Kebijakan lainnya yang dimaksudkan untuk mengurangi beban masyarakat kurang mampu di antaranya adalah pembebasan tagihan listrik selama tiga bulan untuk pelanggan listrik rumah tangga dengan daya 450 VA, dan diskon 50% bagi pelanggan rumah tangga daya 900 VA. Bahkan untuk pelaku usaha kecil, juga diberikan keringanan berupa pembebasan pembayaran atau gratis listrik selama 6 (enam) bulan bagi pelanggan bisnis skala kecil (B1) dan industri skala Kecil (I1) yang memiliki sambungan daya 450 VA (volt ampere).

“Bala”

Meski demikian, upaya pemerintah tersebut tidak serta merta dapat mengatasi dampak Covid-19 secara memadai, mengingat pandemi Covid-19 masih terus berlangsung eskalatif hingga waktu yang belum dapat ditentukan. Hampir tanpa kepastian hingga kapan musibah massal global ini akan berakhir sehingga berbagai industri berpotensi mengalami tekanan kinerja yang relatif berat.

Banyak perusahaan terancam mengalami insolvensi: kewajiban melebihi aset

Jika pandemi Covid-19 ini berlangsung lama, maka ekonomi berpotensi besar sangat tertekan, sehingga ancaman resesi atau krisis ekonomi yang berat dapat terjadi. Oleh karena itu, “badai” Covid-19 ini dapat menjadi “bala” yang dapat memukul keras banyak industri dengan risiko dapat tertekan melemah, tidak dapat membayar kewajiban atau mengalami insolvensi (hutang melebihi harta), sehingga berpotensi jatuh atau bangkrut bagi sebagian pelaku usahanya.

“Bala”, yang juga dapat diartikan sebagai malapetaka, musibah, bencana, atau sebuah kemalangan serius yang secara tiba-tiba terjadi sehingga membuat kondisi sangat tidak menguntungkan tanpa terprediksi atau terduga sebelumnya ini, dapat menimpa berbagai industri strategis, baik skala besar mupun UMKM (usaha menengah, kecil, dan mikro). Sektor korporasi atau usaha besar akan terganggu aktivitas ekonominya, baik di sektor jasa maupun manufaktur.

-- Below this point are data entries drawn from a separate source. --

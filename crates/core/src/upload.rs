//! Bulk submission of persisted resources to a FHIR server.
//!
//! Every resource is sent as an individual create. Devices fan out across a bounded
//! pool of tasks; observations go one at a time, in order, and only after every
//! device task has been joined. Each submission yields an [`UploadOutcome`] and a
//! failed submission never stops the rest of the batch. There is no retry and no
//! rollback.
//!
//! Resources are forwarded as the JSON objects read from disk. Only the
//! `resourceType` tag and the `id` are looked at.

use crate::transport::FhirTransport;
use crate::{CoreError, CoreResult};
use fhir::{FhirError, ResourceKind};
use serde_json::Value;
use std::collections::HashMap;
use std::fmt;
use std::sync::Arc;
use tokio::sync::Semaphore;
use tokio::task::JoinSet;

/// A resource serialised and ready to send.
#[derive(Clone, Debug)]
pub struct PreparedRequest {
    pub resource_type: String,
    pub id: String,
    pub body: Vec<u8>,
}

impl PreparedRequest {
    /// Prepare a raw resource object.
    ///
    /// The endpoint comes from its `resourceType`, or `kind` when the tag is
    /// absent. A missing `id` is recorded as empty.
    pub fn from_value(value: &Value, kind: ResourceKind) -> CoreResult<Self> {
        let resource_type = value
            .get("resourceType")
            .and_then(Value::as_str)
            .unwrap_or(kind.tag())
            .to_string();
        let id = value
            .get("id")
            .and_then(Value::as_str)
            .unwrap_or_default()
            .to_string();
        let body = serde_json::to_vec(value).map_err(FhirError::from)?;

        Ok(Self {
            resource_type,
            id,
            body,
        })
    }
}

/// Serialise a whole list up front.
pub fn prepare_all(values: &[Value], kind: ResourceKind) -> CoreResult<Vec<PreparedRequest>> {
    values
        .iter()
        .map(|value| PreparedRequest::from_value(value, kind))
        .collect()
}

#[derive(Clone, Debug, PartialEq, Eq)]
pub enum UploadStatus {
    /// The server answered 200 or 201.
    Posted { status: u16 },
    /// The server answered with any other status.
    Rejected { status: u16, body: String },
    /// No HTTP response was recorded: the request failed or its task died.
    Unreachable { error: String },
}

#[derive(Clone, Debug, PartialEq, Eq)]
pub struct UploadOutcome {
    pub resource_type: String,
    pub id: String,
    pub status: UploadStatus,
}

impl UploadOutcome {
    pub fn is_success(&self) -> bool {
        matches!(self.status, UploadStatus::Posted { .. })
    }

    /// HTTP status, if a response was received.
    pub fn http_status(&self) -> Option<u16> {
        match self.status {
            UploadStatus::Posted { status } | UploadStatus::Rejected { status, .. } => Some(status),
            UploadStatus::Unreachable { .. } => None,
        }
    }
}

impl fmt::Display for UploadOutcome {
    fn fmt(&self, f: &mut fmt::Formatter<'_>) -> fmt::Result {
        match &self.status {
            UploadStatus::Posted { status } => {
                write!(f, "Posted {}/{}: {}", self.resource_type, self.id, status)
            }
            UploadStatus::Rejected { status, body } => write!(
                f,
                "Failed to post {}/{}: {} {}",
                self.resource_type, self.id, status, body
            ),
            UploadStatus::Unreachable { error } => write!(
                f,
                "Failed to post {}/{}: {}",
                self.resource_type, self.id, error
            ),
        }
    }
}

/// Outcomes of one upload pass, in input order.
#[derive(Clone, Debug, Default, PartialEq, Eq)]
pub struct UploadReport {
    pub outcomes: Vec<UploadOutcome>,
}

impl UploadReport {
    pub fn succeeded(&self) -> usize {
        self.outcomes.iter().filter(|o| o.is_success()).count()
    }

    pub fn failed(&self) -> usize {
        self.outcomes.len() - self.succeeded()
    }

    pub fn failures(&self) -> impl Iterator<Item = &UploadOutcome> {
        self.outcomes.iter().filter(|o| !o.is_success())
    }

    pub fn len(&self) -> usize {
        self.outcomes.len()
    }

    pub fn is_empty(&self) -> bool {
        self.outcomes.is_empty()
    }
}

#[derive(Clone, Debug, Default, PartialEq, Eq)]
pub struct BatchReport {
    pub devices: UploadReport,
    pub observations: UploadReport,
}

impl BatchReport {
    pub fn failed(&self) -> usize {
        self.devices.failed() + self.observations.failed()
    }
}
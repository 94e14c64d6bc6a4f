//! FHIR datatypes shared by the Device and Observation wire models.
//!
//! Only the elements the generator actually emits are modelled. All structs use
//! `#[serde(deny_unknown_fields)]` so a persisted file that drifts from the
//! emitted shape is rejected instead of silently dropping data.

use serde::{Deserialize, Serialize};

/// A single code from a terminology system.
#[derive(Clone, Debug, PartialEq, Eq, Serialize, Deserialize)]
#[serde(deny_unknown_fields)]
pub struct Coding {
    pub system: String,
    pub code: String,
    pub display: String,
}

/// A concept expressed as one or more codings plus optional plain text.
#[derive(Clone, Debug, PartialEq, Eq, Serialize, Deserialize)]
#[serde(deny_unknown_fields)]
pub struct CodeableConcept {
    pub coding: Vec<Coding>,

    #[serde(default, skip_serializing_if = "Option::is_none")]
    pub text: Option<String>,
}

impl CodeableConcept {
    /// Concept holding a single coding and no text.
    pub fn from_coding(coding: Coding) -> Self {
        Self {
            coding: vec![coding],
            text: None,
        }
    }
}

/// A literal reference of the form `<ResourceType>/<id>`.
#[derive(Clone, Debug, PartialEq, Eq, Hash, Serialize, Deserialize)]
#[serde(deny_unknown_fields)]
pub struct Reference {
    pub reference: String,
}

impl Reference {
    /// Build a reference to `resource_type` with the given logical id.
    pub fn to(resource_type: &str, id: &str) -> Self {
        Self {
            reference: format!("{resource_type}/{id}"),
        }
    }

    pub fn patient(id: &str) -> Self {
        Self::to("Patient", id)
    }

    pub fn device(id: &str) -> Self {
        Self::to("Device", id)
    }

    /// Split into `(resource_type, id)`.
    ///
    /// Returns `None` when the reference is not a simple relative literal reference.
    pub fn split(&self) -> Option<(&str, &str)> {
        let (resource_type, id) = self.reference.split_once('/')?;
        if resource_type.is_empty() || id.is_empty() || id.contains('/') {
            return None;
        }
        Some((resource_type, id))
    }

    /// The referenced id, if this reference points at `resource_type`.
    pub fn id_for(&self, resource_type: &str) -> Option<&str> {
        self.split()
            .filter(|(rt, _)| *rt == resource_type)
            .map(|(_, id)| id)
    }
}

/// Numeric part of a quantity.
///
/// Whole numbers serialise without a decimal point; decimals carry their
/// fractional digits. Deserialisation tries the integer form first, so a value
/// written as `37.0` stays a decimal on re-read.
#[derive(Clone, Copy, Debug, PartialEq, Serialize, Deserialize)]
#[serde(untagged)]
pub enum QuantityValue {
    Integer(i64),
    Decimal(f64),
}

impl QuantityValue {
    pub fn as_f64(self) -> f64 {
        match self {
            QuantityValue::Integer(v) => v as f64,
            QuantityValue::Decimal(v) => v,
        }
    }
}

impl std::fmt::Display for QuantityValue {
    fn fmt(&self, f: &mut std::fmt::Formatter<'_>) -> std::fmt::Result {
        match self {
            QuantityValue::Integer(v) => write!(f, "{v}"),
            QuantityValue::Decimal(v) => write!(f, "{v:?}"),
        }
    }
}

/// A measured amount with UCUM unit coding.
#[derive(Clone, Debug, PartialEq, Serialize, Deserialize)]
#[serde(deny_unknown_fields)]
pub struct Quantity {
    pub value: QuantityValue,
    pub unit: String,
    pub system: String,
    pub code: String,
}
//! FHIR R4 wire support for the synthetic vitals generator.
//!
//! This crate provides **wire models** and **format helpers** for the resources the
//! generator fabricates and the uploader submits:
//! - `Device` and `Observation` resources and the datatypes they are built from
//! - the fixed device and vital-sign catalogs (SNOMED CT, LOINC, UCUM)
//! - strict JSON parsing of persisted resource lists
//! - searchset `Bundle` entry extraction for read-back
//!
//! This crate focuses on:
//! - FHIR semantic alignment for the handful of elements the generator emits
//! - serialisation/deserialisation with stable field order
//! - static dispatch from a `resourceType` tag to its parser
//!
//! HTTP transport lives in `vitals-core`; nothing here performs I/O.

pub mod bundle;
pub mod catalog;
pub mod datatypes;
pub mod device;
pub mod observation;
pub mod resource;

// Re-export facades
pub use bundle::Bundle;
pub use device::Device;
pub use observation::Observation;
pub use resource::{FhirResource, ResourceKind};

// Re-export public domain-level types
pub use catalog::{DeviceType, ObservationType, ValueRange, DEVICE_TYPES, OBSERVATION_TYPES};
pub use datatypes::{CodeableConcept, Coding, Quantity, QuantityValue, Reference};

/// Media type used for both request bodies and accepted responses.
pub const FHIR_JSON_CONTENT_TYPE: &str = "application/fhir+json";

/// Errors returned by the `fhir` boundary crate.
#[derive(Debug, thiserror::Error)]
pub enum FhirError {
    #[error("invalid input: {0}")]
    InvalidInput(String),

    #[error("invalid JSON: {0}")]
    InvalidJson(#[from] serde_json::Error),

    #[error("translation error: {0}")]
    Translation(String),
}

/// Type alias for Results that can fail with a [`FhirError`].
pub type FhirResult<T> = Result<T, FhirError>;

Di sektor jasa yang paling rentan terkena “bala” atau terganggu oleh dampak negatif dari Covid-19 pertama kali adalah di sektor pariwisata dan turunannya seperti akomodasi, termasuk perhotelan, travel, restoran, kuliner, cafe, tempat bermain, tempat hiburan, dan sejenisnya. Indusri jasa lainnya yang terdampak negatif relatif berat adalah  industri transportasi, MICE (Meeting, Incentive, Convention, and Exhibition), perdagangan, perbankan (termasuk jasa keuangan), dan pendidikan. Di sektor manufaktur, secara umum akan mengalami kelesuan, termasuk  tekstil, otomotif, elektronika, konstruksi (termasuk real estate/properti dan gedung perkantoran).

PHK terjadi di berbagai industri: pengangguran membengkak

Terganggunya kegiatan usaha berbagai sektor tersebut akan menurunkan kinerja bisnis sehingga berpotensi terjadi pemutusan hubungan kerja (PHK) yang serius, dan dapat mengarah pada risiko kebangkrutan.